In other words, Cignet Health failed to give 41 patients copies of their records on a timely basis and then “failed to cooperate with OCR’s investigations” after complaints were filed by these patients. Although OCR points out in its Notice of Proposed Determination that the boxes provided to OCR by Cignet Health “also contained the medical records of approximately 4,500 individuals for whom OCR made no request or demand and for whom Cignet had no basis for the disclosure of their protected health information to OCR” this inadvertent disclosure was not the basis of the CMP.

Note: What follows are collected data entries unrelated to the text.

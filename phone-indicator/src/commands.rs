//! One-shot Commands
//!
//! `list`, `find`, `trust` and `sms` start a session of their own, wait for
//! the devices to be identified, act, and tear the session down again.

use crate::cli::{Cli, Command};
use crate::config::Config;
use crate::daemon;
use crate::render;
use anyhow::{bail, Context, Result};
use device_bridge::{
    BackendKind, BridgeConnector, BusNameWatcher, DeviceHandle, DeviceSessionManager, Listeners,
    NameEvent, OwnerHandle, ZbusConnector,
};
use std::time::Duration;
use tokio::time::{timeout_at, Instant};
use tracing::{debug, warn};
use zbus::Connection;

/// Extra time given to battery reads after identification, for `list`
const LIST_SETTLE: Duration = Duration::from_millis(250);

pub async fn run(cli: &Cli, config: &Config, command: Command, kind: BackendKind) -> Result<()> {
    let deadline = Instant::now() + cli.timeout();
    let connection = Connection::session()
        .await
        .context("Failed to connect to session bus")?;

    let mut watcher = BusNameWatcher::watch(&connection, kind.bus_name())
        .await
        .context("Failed to watch bus name")?;

    if config.start_daemon {
        if let Err(e) = daemon::ensure_running(&connection, kind).await {
            warn!("Could not start {} daemon: {:#}", kind, e);
        }
    }

    let owner = wait_for_owner(&mut watcher, deadline)
        .await
        .with_context(|| format!("{} did not appear within {}s", kind, cli.timeout))?;

    let connector = ZbusConnector::new(connection, kind);
    let bridge = connector
        .connect(&owner)
        .await
        .context("Failed to connect to bridge")?;

    let mut session = DeviceSessionManager::new(bridge, owner, Listeners::new());
    session
        .start()
        .await
        .with_context(|| format!("Failed to start {} session", kind))?;

    settle(&mut session, deadline, all_identified).await;

    let result = execute(&mut session, config, command).await;

    session.destroy();
    watcher.unwatch();
    result
}

async fn execute(
    session: &mut DeviceSessionManager,
    config: &Config,
    command: Command,
) -> Result<()> {
    match command {
        Command::Watch | Command::Settings => bail!("{:?} does not act on a session", command),
        Command::List => {
            let settle_until = Instant::now() + LIST_SETTLE;
            settle(session, settle_until, |_| false).await;

            let mut shown = 0;
            for id in session.device_ids() {
                let Some(record) = session.device(id).and_then(|d| d.snapshot().ok()) else {
                    continue;
                };
                if config.display.is_visible(&record) {
                    println!("{}", render::describe(&record));
                    shown += 1;
                }
            }
            if shown == 0 {
                println!("No devices");
            }
            Ok(())
        }
        Command::Find { device } => {
            let handle = resolve(session, &device)?;
            handle
                .find_device()
                .await
                .with_context(|| format!("Failed to ring {}", device))?;
            println!("Ringing {}", device);
            Ok(())
        }
        Command::Trust { device } => {
            let handle = resolve(session, &device)?;
            let trusted = handle.snapshot()?.trusted;
            handle
                .toggle_trust()
                .await
                .with_context(|| format!("Failed to change trust for {}", device))?;
            if trusted {
                println!("Unpaired {}", device);
            } else {
                println!("Requested pairing with {}", device);
            }
            Ok(())
        }
        Command::Sms { device, recipient } => {
            let handle = resolve(session, &device)?;
            handle
                .send_message_to(recipient.as_deref().unwrap_or_default())
                .await
                .with_context(|| format!("Failed to open SMS composer for {}", device))?;
            Ok(())
        }
    }
}

async fn wait_for_owner(watcher: &mut BusNameWatcher, deadline: Instant) -> Result<OwnerHandle> {
    loop {
        match timeout_at(deadline, watcher.next()).await {
            Ok(Some(NameEvent::Appeared { owner })) => return Ok(owner),
            Ok(Some(NameEvent::Vanished)) => debug!("{} vanished while waiting", watcher.name()),
            Ok(None) => bail!("Lost connection to the session bus"),
            Err(_) => bail!("Timed out"),
        }
    }
}

/// Step the session until `done` holds or the deadline passes
async fn settle<F>(session: &mut DeviceSessionManager, deadline: Instant, done: F)
where
    F: Fn(&DeviceSessionManager) -> bool,
{
    while !done(session) {
        match timeout_at(deadline, session.step()).await {
            Ok(true) => {}
            Ok(false) | Err(_) => break,
        }
    }
}

fn all_identified(session: &DeviceSessionManager) -> bool {
    session.device_ids().iter().all(|id| {
        session
            .device(id)
            .and_then(|device| device.snapshot().ok())
            .is_some_and(|record| !record.name.is_empty())
    })
}

/// Find a device by id, or else by case-insensitive name
fn resolve(session: &DeviceSessionManager, query: &str) -> Result<DeviceHandle> {
    if let Some(device) = session.device(query) {
        return Ok(device);
    }

    let mut matches = session
        .device_ids()
        .iter()
        .filter_map(|id| session.device(id))
        .filter(|device| {
            device
                .snapshot()
                .is_ok_and(|record| record.name.eq_ignore_ascii_case(query))
        });

    match (matches.next(), matches.next()) {
        (Some(device), None) => Ok(device),
        (Some(_), Some(_)) => bail!("More than one device is named {}", query),
        (None, _) => bail!("No device matches {}", query),
    }
}
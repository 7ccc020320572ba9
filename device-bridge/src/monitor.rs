//! Device Monitor
//!
//! Supervises sessions for one backend: a `DeviceSessionManager` is created
//! for every `appeared` of the backend's bus name and destroyed on
//! `vanished`. All of it runs in the single dispatch loop of `run`.
//!
//! Switching backends means shutting down one monitor and building another
//! with a different connector and watcher.

use crate::bridge::{BackendKind, BridgeConnector};
use crate::session::{DeviceSessionManager, SessionEvent, SessionInput, SessionState};
use crate::subscription::Listeners;
use crate::watcher::{BusNameWatcher, NameEvent, OwnerHandle};
use std::sync::Arc;
use tokio::sync::oneshot;
use tracing::{debug, info, warn};

pub struct DeviceMonitor {
    watcher: BusNameWatcher,
    connector: Arc<dyn BridgeConnector>,
    events: Listeners<SessionEvent>,
    session: Option<DeviceSessionManager>,
}

impl DeviceMonitor {
    pub fn new(
        watcher: BusNameWatcher,
        connector: Arc<dyn BridgeConnector>,
        events: Listeners<SessionEvent>,
    ) -> Self {
        Self {
            watcher,
            connector,
            events,
            session: None,
        }
    }

    pub fn kind(&self) -> BackendKind {
        self.connector.kind()
    }

    /// Registry the monitor's sessions report to
    pub fn events(&self) -> &Listeners<SessionEvent> {
        &self.events
    }

    /// The active session, if the backend is currently up
    pub fn session(&self) -> Option<&DeviceSessionManager> {
        self.session.as_ref()
    }

    /// Dispatch until `shutdown` fires or the name watcher ends
    pub async fn run(&mut self, mut shutdown: oneshot::Receiver<()>) {
        info!("Monitoring {} on {}", self.kind(), self.watcher.name());

        loop {
            tokio::select! {
                biased;

                _ = &mut shutdown => {
                    debug!("Shutdown requested");
                    break;
                }

                event = self.watcher.next() => match event {
                    Some(NameEvent::Appeared { owner }) => self.on_appeared(owner).await,
                    Some(NameEvent::Vanished) => {
                        info!("{} vanished from the bus", self.kind());
                        self.end_session();
                    }
                    None => {
                        warn!("Stopped receiving ownership changes for {}", self.watcher.name());
                        break;
                    }
                },

                Some(input) = session_input(&mut self.session) => self.on_session_input(input),
            }
        }

        self.shutdown();
    }

    /// Destroy the active session and stop watching the bus name
    pub fn shutdown(&mut self) {
        self.end_session();
        self.watcher.unwatch();
    }

    async fn on_appeared(&mut self, owner: OwnerHandle) {
        // The watcher alternates events, but never let two sessions overlap
        self.end_session();
        info!("{} appeared on the bus as {}", self.kind(), owner);

        let bridge = match self.connector.connect(&owner).await {
            Ok(bridge) => bridge,
            Err(e) => {
                warn!("Failed to connect to {}: {}", owner, e);
                return;
            }
        };

        let mut session = DeviceSessionManager::new(bridge, owner, self.events.clone());
        match session.start().await {
            Ok(()) => self.session = Some(session),
            Err(e) => warn!(
                "Failed to start {} session, waiting for the service to reappear: {}",
                self.kind(),
                e
            ),
        }
    }

    fn on_session_input(&mut self, input: SessionInput) {
        let Some(session) = self.session.as_mut() else {
            return;
        };
        session.handle(input);
        if session.state() != SessionState::Active {
            self.session = None;
        }
    }

    fn end_session(&mut self) {
        if let Some(mut session) = self.session.take() {
            session.destroy();
        }
    }
}

async fn session_input(session: &mut Option<DeviceSessionManager>) -> Option<SessionInput> {
    match session {
        Some(session) => session.next_input().await,
        None => std::future::pending().await,
    }
}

This Cignet Health result is in contrast to the non-CMP “resolution amount” of $100,000 issued to Providence Health in 2008 for alleged HIPAA privacy violations involving unprotected backup tapes, optical disks and laptops that compromised the protected health information of more than 386,000 patients. HHS publicly stated there was no need for a CMP given the level of cooperation given during the investigation. Providence Health did, however, sustain significant defense costs and a corrective action plan that brought that $100,000 fee into the millions.
The lesson here is that if called upon to respond to an investigation, do it. Based on the Cignet Health result and public statements made by OCR personnel at various privacy seminars, OCR certainly places a significant premium on what it perceives to be good faith during an investigation. As well, be ready to smile into the camera because the OCR is obviously launching into an aggressive enforcement campaign in 2011 and beyond. For example, the OCR email missive of February 23, 2011 includes the following appeal to potential claimants and whistleblowers:
If you believe that a person or organization covered by the Privacy and Security Rules (a “covered entity”) violated your health information privacy rights or otherwise violated the Privacy or Security Rules, you may file a complaint with OCR. For additional information about how to file a complaint, visit OCR’s web page on filing complaints at http://www.hhs.gov/ocr/privacy/hipaa/complaints/index.html.
Make no mistake about it: The OCR is HHS’s enforcement arm and is looking to knock some heads together and make some money for the boss. And, the tools, i.e., the HITECH Act and accompanying regs, are now in place to make that Supranos moment a reality.